Japan Pension Fund Eyes 1% Crypto, Morgan Stanley Cuts ETF Fee, Taiko Halts Bridges
TAIKO/USDT
$20,409,258.34
$0.0998 / $0.0721
Change: $0.0277 (38.42%)
-0.2914%
Shorts pay
Crypto News
Japan's institutional appetite for digital assets deepened as the Okayama-based National Business Corporate Pension Fund confirmed plans to allocate roughly 1% of its portfolio to crypto in fiscal 2026. The fund manages about 21.3 billion yen, near 132 million dollars, on behalf of some 1,200 small and mid-sized member companies and more than 20,000 individuals. Rather than buying tokens directly, it will gain exposure through a passive multi-asset fund run by a hedge fund. Managers plan to cut yen-denominated holdings from 80% to 70%, grouping crypto with gold in a 5% basket designed to hedge currency risk amid a weakening yen.
Morgan Stanley intensified the spot crypto fee war, setting a 0.14% annual management charge on its proposed spot Ether and Solana exchange-traded funds. According to the updated regulatory filings, that level undercuts every existing US rival, where the cheapest spot Ether product previously sat at 0.15% and the lowest Solana fee stood at 0.19%. It marks the firm's second revision since its January submission, a pattern often read as a sign that regulatory review is nearing its final stage. If approved, the products would become the eleventh spot Ether ETF and seventh spot Solana ETF, with staking handled by Figment, Galaxy and Coinbase Canada under a 5% staking fee.

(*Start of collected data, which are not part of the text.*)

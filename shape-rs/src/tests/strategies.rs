//! Shared proptest strategies

use crate::value::{Map, Value};
use proptest::prelude::*;

/// Keys short enough to collide now and then.
pub fn key() -> impl Strategy<Value = String> {
    "[a-z]{1,4}"
}

/// JSON-compatible values, nested up to three levels.
pub fn json_value() -> impl Strategy<Value = Value> {
    let leaf = prop_oneof![
        Just(Value::Null),
        any::<bool>().prop_map(Value::Bool),
        (-1000i32..1000).prop_map(Value::from),
        "[a-z ]{0,8}".prop_map(Value::from),
    ];
    leaf.prop_recursive(3, 24, 4, |inner| {
        prop_oneof![
            prop::collection::vec(inner.clone(), 0..4).prop_map(Value::Array),
            prop::collection::vec((key(), inner), 0..4)
                .prop_map(|entries| Value::Object(entries.into_iter().collect::<Map>())),
        ]
    })
}

/// Output values of [`user_schema`](super::roundtrip_tests::user_schema).
pub fn user_output() -> impl Strategy<Value = Value> {
    (
        "[A-Za-z]{1,12}",
        prop::option::of(0i32..130),
        prop::collection::vec("[a-z]{1,6}", 0..4),
    )
        .prop_map(|(name, age, tags)| {
            let mut map = Map::new();
            map.insert("name", Value::from(name));
            if let Some(age) = age {
                map.insert("age", Value::from(age));
            }
            map.insert(
                "tags",
                Value::Array(tags.into_iter().map(Value::from).collect()),
            );
            Value::Object(map)
        })
}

Macro tailwinds from Asia framed the week. South Korea's exports surged 60.4% year on year during the first 20 days of June, reaching 62 billion dollars and producing a 17 billion dollar trade surplus, customs data showed. Semiconductor shipments jumped 188.4% to 25.5 billion dollars as artificial-intelligence demand accelerated. The boom reshaped corporate hierarchies: SK Hynix briefly overtook Samsung Electronics as Korea's most valuable company for the first time since 2000, reaching roughly 1.35 trillion dollars and surpassing Bitcoin's market capitalization near 1.29 trillion dollars. SK Hynix shares have climbed about 345% this year, powered by high-bandwidth memory chips central to AI data centers.

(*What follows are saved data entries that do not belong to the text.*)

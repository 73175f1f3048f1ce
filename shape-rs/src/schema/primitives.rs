//! Primitive constructors
//!
//! Each primitive checks its type with one guard in both directions. The
//! guards only live in the checked views, so trusted runs of primitives are
//! the identity.

use crate::config::global_config;
use crate::effect::{Effect, Guard};
use crate::schema::{Class, Kind, Parts, Schema};
use crate::value::Value;

fn guarded(kind: Kind, guard: Guard) -> Schema {
    Parts::new(kind, vec![Effect::Guard(guard)], vec![Effect::Guard(guard)]).build()
}

/// Any string.
pub fn string() -> Schema {
    guarded(Kind::String, Guard::String)
}

/// An integral number in the 32-bit signed range.
pub fn int() -> Schema {
    guarded(Kind::Int, Guard::Int)
}

/// Any number. `NaN` is rejected unless the global config disables the check.
pub fn float() -> Schema {
    let allow_nan = global_config().disable_nan_number_validation;
    guarded(Kind::Float, Guard::Float { allow_nan })
}

/// A boolean.
pub fn bool() -> Schema {
    guarded(Kind::Bool, Guard::Bool)
}

/// A big integer.
pub fn bigint() -> Schema {
    guarded(Kind::BigInt, Guard::BigInt)
}

/// A date instance.
pub fn date() -> Schema {
    guarded(Kind::Instance(Class::Date), Guard::Date)
}

/// Rejects every value in both directions.
pub fn never() -> Schema {
    Parts::new(Kind::Never, vec![Effect::Never], vec![Effect::Never]).build()
}

/// Accepts every value unchanged.
pub fn unknown() -> Schema {
    Parts::new(Kind::Unknown, Vec::new(), Vec::new()).build()
}

/// Exactly `value`. `NaN` matches `NaN`; `null` and `undefined` are distinct.
pub fn literal(value: impl Into<Value>) -> Schema {
    let value = value.into();
    Parts::new(
        Kind::Literal(value.clone()),
        vec![Effect::Expect(value.clone())],
        vec![Effect::Expect(value)],
    )
    .build()
}

/// Parses `literal` into `constant`, and serializes `constant` back to
/// `literal`.
///
/// # Example
/// ```rust
/// use shape_rs::{Value, literal_variant};
///
/// let yes = literal_variant("Y", true);
/// assert_eq!(yes.parse(&Value::from("Y")).unwrap(), Value::from(true));
/// assert_eq!(yes.convert(&Value::from(true)).unwrap(), Value::from("Y"));
/// ```
pub fn literal_variant(literal: impl Into<Value>, constant: impl Into<Value>) -> Schema {
    let literal = literal.into();
    let constant = constant.into();
    Parts::new(
        Kind::Literal(literal.clone()),
        vec![
            Effect::Expect(literal.clone()),
            Effect::Constant(constant.clone()),
        ],
        vec![Effect::Expect(constant), Effect::Constant(literal)],
    )
    .build()
}
//! Property-based tests for bidirectional execution
//!
//! These tests validate the correctness properties of parse/serialize:
//! - Property 1: Serialize Then Parse Round Trip
//! - Property 8: Derivation Leaves The Original Untouched

use crate::schema::{
    Refinement, Schema, Shape, Transformer, array, int, literal_variant, object, option, string,
    tuple_of, union,
};
use crate::tests::strategies::{json_value, user_output};
use crate::value::Value;
use proptest::prelude::*;

/// External keys differ from output keys and a tag is written on serialize.
pub fn user_schema() -> Schema {
    object(|s| {
        s.tag("version", 1);
        Shape::object([
            ("name", s.field("full_name", string())),
            ("age", s.field("age", option(int()))),
            ("tags", s.field("tags", array(string()))),
        ])
    })
}

// =============================================================================
// Property 1: Serialize Then Parse Round Trip
// =============================================================================

proptest! {
    #![proptest_config(ProptestConfig::with_cases(100))]

    /// **Property 1: Serialize Then Parse Round Trip**
    /// *For any* output value of a schema without lossy transforms,
    /// serializing and then parsing SHALL return the same value.

    /// Trusted serialize followed by parse restores the value
    #[test]
    fn prop_convert_then_parse(output in user_output()) {
        let schema = user_schema();
        let external = schema.convert(&output).unwrap();
        prop_assert_eq!(external.get("version"), Some(&Value::from(1)));
        prop_assert_eq!(schema.parse(&external).unwrap(), output);
    }

    /// Parsing with the reversed schema is a checked serialize
    #[test]
    fn prop_reversed_parse_matches_convert(output in user_output()) {
        let schema = user_schema();
        let reversed = schema.reverse();
        let external = reversed.parse(&output).unwrap();
        prop_assert_eq!(&external, &schema.convert(&output).unwrap());
        prop_assert_eq!(reversed.convert(&external).unwrap(), output);
    }

    /// Reversing twice restores the original directions
    #[test]
    fn prop_double_reverse(output in user_output()) {
        let schema = user_schema();
        let twice = schema.reverse().reverse();
        prop_assert!(!twice.is_reversed());
        let external = schema.convert(&output).unwrap();
        prop_assert_eq!(twice.parse(&external), schema.parse(&external));
    }

    /// Literal variants map both ways
    #[test]
    fn prop_literal_variants_round_trip(flag in any::<bool>()) {
        let schema = union([literal_variant("yes", true), literal_variant("no", false)]);
        let external = schema.convert(&Value::from(flag)).unwrap();
        prop_assert_eq!(&external, &Value::from(if flag { "yes" } else { "no" }));
        prop_assert_eq!(schema.parse(&external).unwrap(), Value::from(flag));
    }

    /// Tuples round trip position by position
    #[test]
    fn prop_tuple_round_trip(text in "[a-z]{0,6}", n in -100i32..100) {
        let schema = tuple_of([string(), int()]);
        let value = Value::Array(vec![Value::from(text), Value::from(n)]);
        let external = schema.convert(&value).unwrap();
        prop_assert_eq!(schema.parse(&external).unwrap(), value);
    }
}

// =============================================================================
// Property 8: Derivation Leaves The Original Untouched
// =============================================================================

proptest! {
    #![proptest_config(ProptestConfig::with_cases(100))]

    /// **Property 8: Derivation Leaves The Original Untouched**
    /// *For any* schema S and input v, building `refine`, `transform` or
    /// `describe` on top of S SHALL NOT change the result of parsing v with S.

    #[test]
    fn prop_derivation_is_pure(input in json_value()) {
        let base = int();
        let before = base.parse(&input);
        let _refined = base.refine(Refinement::both(|_, ctx| Err(ctx.fail("always"))));
        let _transformed = base.transform(
            Transformer::new().parser(|_, _| Ok(Value::Null)),
        );
        let _described = base.describe("An int").set_name("Renamed");
        prop_assert_eq!(base.parse(&input), before);
        prop_assert_eq!(base.name(), "Int");
        prop_assert_eq!(base.description(), None);
    }

    /// Failures carry the same message whichever handle ran them
    #[test]
    fn prop_clone_runs_identically(input in json_value()) {
        let schema = user_schema();
        let copy = schema.clone();
        prop_assert_eq!(schema.parse(&input), copy.parse(&input));
    }
}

Security risk returned to the forefront after Taiko, an Ethereum-based altcoin and layer-2 network, disclosed on June 22 that its chain state verification mechanism had been compromised. The team urged users to immediately withdraw funds from every bridge deployed on the network and asked centralized exchanges to suspend TAIKO deposits until an official all-clear. Working with its Security Council, the project warned that the trust assumptions underpinning its bridges can no longer be considered reliable. The incident underscores how bridge security remains a structural weak point for layer-2 rollups, where corrupted validation can enable forged messages or unauthorized asset movement.
A separate exploit hit Secret Network, a Cosmos-based privacy layer-1, which lost 4.67 million dollars to an infinite-mint bug. On-chain analysis showed the attacker exploited a smart contract that failed to verify the source of inbound transfers, minting unbacked Axelar-wrapped tokens, including dollar stablecoins such as saUSDT and saUSDC, then redeeming the genuine collateral. The funds were bridged to Ethereum, converted to Ether and split across roughly 30 wallets before reaching exchanges. The episode is one of at least 22 protocol breaches recorded this month and a fresh reminder that users relying on self-custody and crypto wallets face escalating contract and endpoint threats.
Beyond the security setbacks, market infrastructure kept maturing. Prediction-market open interest climbed to an all-time high of 1.48 billion dollars in the week ending June 15, roughly a sixfold rise over the past year. Weekly fees reached a record 76.8 million dollars while active users hit 426,975 and total notional volume touched 12.2 billion dollars. Sports contracts drove nearly half the activity at 5.8 billion dollars, fueled by the 2026 FIFA World Cup, with Kalshi and Polymarket capturing the bulk of the flows. The data points to longer-duration positioning rather than short-term churn.
Taken together, these developments expose crypto's central tension: institutional plumbing is hardening even as on-chain trust keeps fracturing. Pension allocations, ultra-low ETF fees and record prediction-market depth signal durable demand, yet the Taiko and Secret Network exploits show how fragile cross-chain infrastructure remains. COINOTAG's aggregate market data sharpens the contrast. Bitcoin dominance stands at 69.9% and total market capitalization sits near 1.84 trillion dollars, while our Fear and Greed Index reads 20, or Extreme Fear. That combination, defensive capital crowding into Bitcoin while sentiment stays depressed, suggests the latest institutional inflows are being met by caution rather than euphoria across the broader market.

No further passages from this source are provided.